Seus olhos não enxergam nada, mas a sua mente é iluminada. Adelino Maulele, tem 41 anos de idade, casado e pai de um filho de um ano. Reside no bairro de Maxaquene “A”, arredores da cidade de Maputo, e é comerciante há mais de vinte anos. Ficou cego aos 17 anos e nem por isso deixou de levar a vida com ânimo. Sonha em escrever um romance em Braille.
Dormiu enxergando, mas quando chegou o novo dia, ao abrir as pálpebras notou que já não conseguia ver coisa alguma.
Os problemas de vista começaram quando ainda era criança e foram se agravando na fase adulta até chegar o fatídico dia.
Adelino Maulele contou-nos que ficou internado cerca de dois meses Hospital Geral de Mavalane a receber tratamentos médicos. Mas foi tudo em vão: nunca mais voltou a ver.
No ano que foi acometido pela deficiência, frequentava a sétima classe na actual Escola Primária Completa Avenida das FPLM. Ao longo do seu percurso académico nunca teve bom aproveitamento devido aos problemas de vista.

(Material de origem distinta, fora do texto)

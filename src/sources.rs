//! Resolve source arguments to JSON files and merge them into one specification.
//!
//! A source is a file, a directory (walked for `*.json`) or a glob pattern.
//! `~` is expanded first. A source that matches nothing is a warning, not an
//! error; a file that fails to parse or validate is an error.

use anyhow::{Context, Result};
use globset::GlobBuilder;
use reconcile::{DuplicatePolicy, Specification};
use std::collections::BTreeSet;
use std::fs;
use std::path::{Component, Path, PathBuf};
use walkdir::WalkDir;

const GLOB_CHARS: &[char] = &['*', '?', '[', '{'];

/// One source argument and the files it matched.
#[derive(Debug)]
pub struct ResolvedSource {
    pub source: String,
    pub files: Vec<PathBuf>,
}

/// Everything loaded from the command line sources.
#[derive(Debug)]
pub struct Loaded {
    pub spec: Specification,
    pub sources: Vec<ResolvedSource>,
    pub warnings: Vec<String>,
}

impl Loaded {
    pub fn file_count(&self) -> usize {
        self.sources.iter().map(|s| s.files.len()).sum()
    }
}

/// Resolve, read and merge every source in order.
pub fn load(sources: &[String], policy: DuplicatePolicy) -> Result<Loaded> {
    let mut spec = Specification::new(policy);
    let mut resolved = Vec::with_capacity(sources.len());
    let mut warnings = Vec::new();
    let mut seen = BTreeSet::new();

    for source in sources {
        let mut entry = resolve(source)?;
        if entry.files.is_empty() {
            log::warn!("source {source} matched no files");
            warnings.push(format!("source {source} matched no files"));
        }
        // a file named by two sources is only merged once
        entry.files.retain(|file| seen.insert(file.clone()));

        for file in &entry.files {
            let origin = file.display().to_string();
            let text = fs::read_to_string(file)
                .with_context(|| format!("Could not read {origin}"))?;
            spec.add_json(&origin, &text)
                .with_context(|| format!("Invalid login definitions in {origin}"))?;
            log::debug!("loaded {origin}");
        }
        resolved.push(entry);
    }

    Ok(Loaded {
        spec,
        sources: resolved,
        warnings,
    })
}

/// Expand one source argument into the files it names.
pub fn resolve(source: &str) -> Result<ResolvedSource> {
    let expanded = shellexpand::tilde(source).into_owned();
    let path = PathBuf::from(&expanded);

    let mut files = if path.is_dir() {
        json_files_under(&path)
    } else if path.is_file() {
        vec![path]
    } else if expanded.contains(GLOB_CHARS) {
        glob_files(&expanded)?
    } else {
        Vec::new()
    };
    files.sort();

    Ok(ResolvedSource {
        source: source.to_string(),
        files,
    })
}

fn json_files_under(dir: &Path) -> Vec<PathBuf> {
    WalkDir::new(dir)
        .follow_links(true)
        .into_iter()
        .filter_map(|entry| match entry {
            Ok(entry) => Some(entry),
            Err(e) => {
                log::warn!("skipping unreadable entry under {}: {e}", dir.display());
                None
            }
        })
        .filter(|entry| entry.file_type().is_file())
        .map(walkdir::DirEntry::into_path)
        .filter(|path| path.extension().is_some_and(|ext| ext == "json"))
        .collect()
}

fn glob_files(pattern: &str) -> Result<Vec<PathBuf>> {
    let matcher = GlobBuilder::new(pattern)
        .literal_separator(true)
        .build()
        .with_context(|| format!("invalid glob: {pattern:?}"))?
        .compile_matcher();

    let base = literal_prefix(pattern);
    let implicit_base = base.as_os_str().is_empty();
    let root = if implicit_base { PathBuf::from(".") } else { base };

    let files = WalkDir::new(&root)
        .follow_links(true)
        .into_iter()
        .filter_map(std::result::Result::ok)
        .filter(|entry| entry.file_type().is_file())
        .map(walkdir::DirEntry::into_path)
        .map(|path| {
            if implicit_base {
                path.strip_prefix(".").map(Path::to_path_buf).unwrap_or(path)
            } else {
                path
            }
        })
        .filter(|path| matcher.is_match(path))
        .collect();
    Ok(files)
}

/// Leading components of `pattern` that contain no glob syntax.
fn literal_prefix(pattern: &str) -> PathBuf {
    let mut prefix = PathBuf::new();
    for component in Path::new(pattern).components() {
        if let Component::Normal(part) = component
            && part.to_string_lossy().contains(GLOB_CHARS)
        {
            break;
        }
        prefix.push(component);
    }
    prefix
}

#[cfg(test)]
mod tests {
    use super::*;
    use tempfile::TempDir;

    fn write(dir: &Path, rel: &str, content: &str) -> PathBuf {
        let path = dir.join(rel);
        if let Some(parent) = path.parent() {
            fs::create_dir_all(parent).unwrap();
        }
        fs::write(&path, content).unwrap();
        path
    }

    fn sources(items: &[&Path]) -> Vec<String> {
        items.iter().map(|p| p.display().to_string()).collect()
    }

    #[test]
    fn test_directory_is_walked_for_json() {
        let tmp = TempDir::new().unwrap();
        write(tmp.path(), "a.json", r#"{"alice": {"password": "pw"}}"#);
        write(tmp.path(), "nested/b.json", r#"{"bob": {"password": "pw"}}"#);
        write(tmp.path(), "notes.txt", "not json");

        let resolved = resolve(&tmp.path().display().to_string()).unwrap();
        assert_eq!(resolved.files.len(), 2);
        assert!(resolved.files.iter().all(|f| f.extension().unwrap() == "json"));
    }

    #[test]
    fn test_glob_matches_single_level() {
        let tmp = TempDir::new().unwrap();
        write(tmp.path(), "prod-a.json", "{}");
        write(tmp.path(), "prod-b.json", "{}");
        write(tmp.path(), "dev.json", "{}");
        write(tmp.path(), "sub/prod-c.json", "{}");

        let pattern = format!("{}/prod-*.json", tmp.path().display());
        let resolved = resolve(&pattern).unwrap();
        let names: Vec<_> = resolved
            .files
            .iter()
            .map(|f| f.file_name().unwrap().to_string_lossy().into_owned())
            .collect();
        assert_eq!(names, ["prod-a.json", "prod-b.json"]);
    }

    #[test]
    fn test_recursive_glob() {
        let tmp = TempDir::new().unwrap();
        write(tmp.path(), "x/one.json", "{}");
        write(tmp.path(), "x/y/two.json", "{}");

        let pattern = format!("{}/**/*.json", tmp.path().display());
        assert_eq!(resolve(&pattern).unwrap().files.len(), 2);
    }

    #[test]
    fn test_literal_prefix_stops_at_glob() {
        assert_eq!(literal_prefix("/etc/logins/*.json"), PathBuf::from("/etc/logins"));
        assert_eq!(literal_prefix("*.json"), PathBuf::new());
        assert_eq!(literal_prefix("a/b{1,2}/c.json"), PathBuf::from("a"));
    }

    #[test]
    fn test_load_merges_and_warns_on_missing() {
        let tmp = TempDir::new().unwrap();
        let a = write(tmp.path(), "a.json", r#"{"alice": {"password": "pw"}}"#);
        let b = write(
            tmp.path(),
            "b.json",
            r#"{"bob": {"password": "pw", "users": {"bob": {"databases": {"sales": {"roles": ["db_owner"]}}}}}}"#,
        );
        let missing = tmp.path().join("missing.json");

        let loaded = load(&sources(&[&a, &b, &missing]), DuplicatePolicy::LastWins).unwrap();
        assert_eq!(loaded.spec.len(), 2);
        assert_eq!(loaded.file_count(), 2);
        assert_eq!(loaded.warnings.len(), 1);
        assert!(loaded.warnings[0].contains("missing.json"));
    }

    #[test]
    fn test_same_file_twice_is_merged_once() {
        let tmp = TempDir::new().unwrap();
        let a = write(tmp.path(), "a.json", r#"{"alice": {"password": "pw"}}"#);

        let loaded = load(&sources(&[&a, tmp.path()]), DuplicatePolicy::Reject).unwrap();
        assert_eq!(loaded.spec.len(), 1);
        assert_eq!(loaded.file_count(), 1);
    }

    #[test]
    fn test_strict_rejects_duplicates_across_files() {
        let tmp = TempDir::new().unwrap();
        let a = write(tmp.path(), "a.json", r#"{"alice": {"password": "pw"}}"#);
        let b = write(tmp.path(), "b.json", r#"{"ALICE": {"password": "other"}}"#);

        let err = load(&sources(&[&a, &b]), DuplicatePolicy::Reject).unwrap_err();
        assert!(format!("{err:#}").contains("b.json"));
    }

    #[test]
    fn test_invalid_state_names_the_file() {
        let tmp = TempDir::new().unwrap();
        let bad = write(tmp.path(), "bad.json", r#"{"alice": {"state": "gone"}}"#);

        let err = load(&sources(&[&bad]), DuplicatePolicy::LastWins).unwrap_err();
        assert!(format!("{err:#}").contains("bad.json"));
    }
}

“Conformado, fui para o Instituto dos Deficientes da Beira para aprender o sistema de leitura com o tacto para cegos, designado por Braille. Porém, tinha na altura 20 anos. Por isso, e pela falta de documentos de transferência, a escola não me recebeu”, conta.
Regressado da Beira, nunca mais colocou os pés na escola, pois, explica, “na altura era difícil encontrar deficiente visual a frequentar um ensino inclusivo, devido a falta de políticas de aprendizagem para estes deficientes”.
Sem ocupação, experimentou o negócio de venda de produtos alimentícios de primeira necessidade. Na altura tinha ajuda das duas irmãs que administravam o comércio. Quando elas foram ao lar, sentiu-se obrigado tomar a responsabilidade do negócio.
Hoje, a pequena banca improvisada com alguns sacos esfarrapados, implantada numa das entradas do Mercado Adelina, nas cercanias da Avenida Acordos de Lusaka, em Maputo, Aldino Maulele comercializa um pouco de tudo, desde óleo da cozinha, bolachas, rebuçados, pipocas, cigarros, crédito para telefones celulares, sabão, alguns materiais escolares, entre outros produtos.
“Sou chefe de família de um agregado de cinco elementos que diariamente fica a minha espera para colocar comida na mesa”, sublinha.
No comércio, Aldino Maulele conta, actualmente, com a ajuda de seus dois sobrinhos, de 7 e 11 anos de idade, que se trocam conforme o horário escolar de cada um. Acompanham-no para atravessar a estrada e permanecem todo dia com ele na banca.
Para ele o Governo moçambicano distancia-se dos deficientes. Contudo, afirma que gostaria muito de progredir na sua actividade, através do projecto dos sete milhões do Fundo de Desenvolvimento Distrital (FDD).
“Apelo ao Governo para apoiar mais o deficiente. Veja que me inscrevi no Circulo de KaMaxaquene como membro desfavorecido e recebo 250 meticais por mês, valor que não é suficiente para arcar com despesas básicas de casa”, disse.
GOSTO MUITO DE LER
Aldino Maulele contou à nossa Reportagem que desde pequeno foi apaixonado pela leitura. O seu sonho é ser escritor. Gostaria de lançar um romance para demais deficientes visuais, mas aponta como maior dificuldade a falta de material informático ou de computador com Windows apropriado para a elaboração dos seus textos em “Braille”.
“Aprecio escritores como Garcia Marquez, Mia Couto, Noémia de Sousa, José Craveirinha, entre outros, cujos livros é possível encontrar em Braille. Quanto aos meus escritos, já tenho alguns textos guardados que escrevi há muito tempo. Pretendo melhorá-los e escrever outros mais”, prometeu.
Voltar aos bancos da escola é outro desejo: “mesmo que fosse em ensino à distância”, disse a terminar.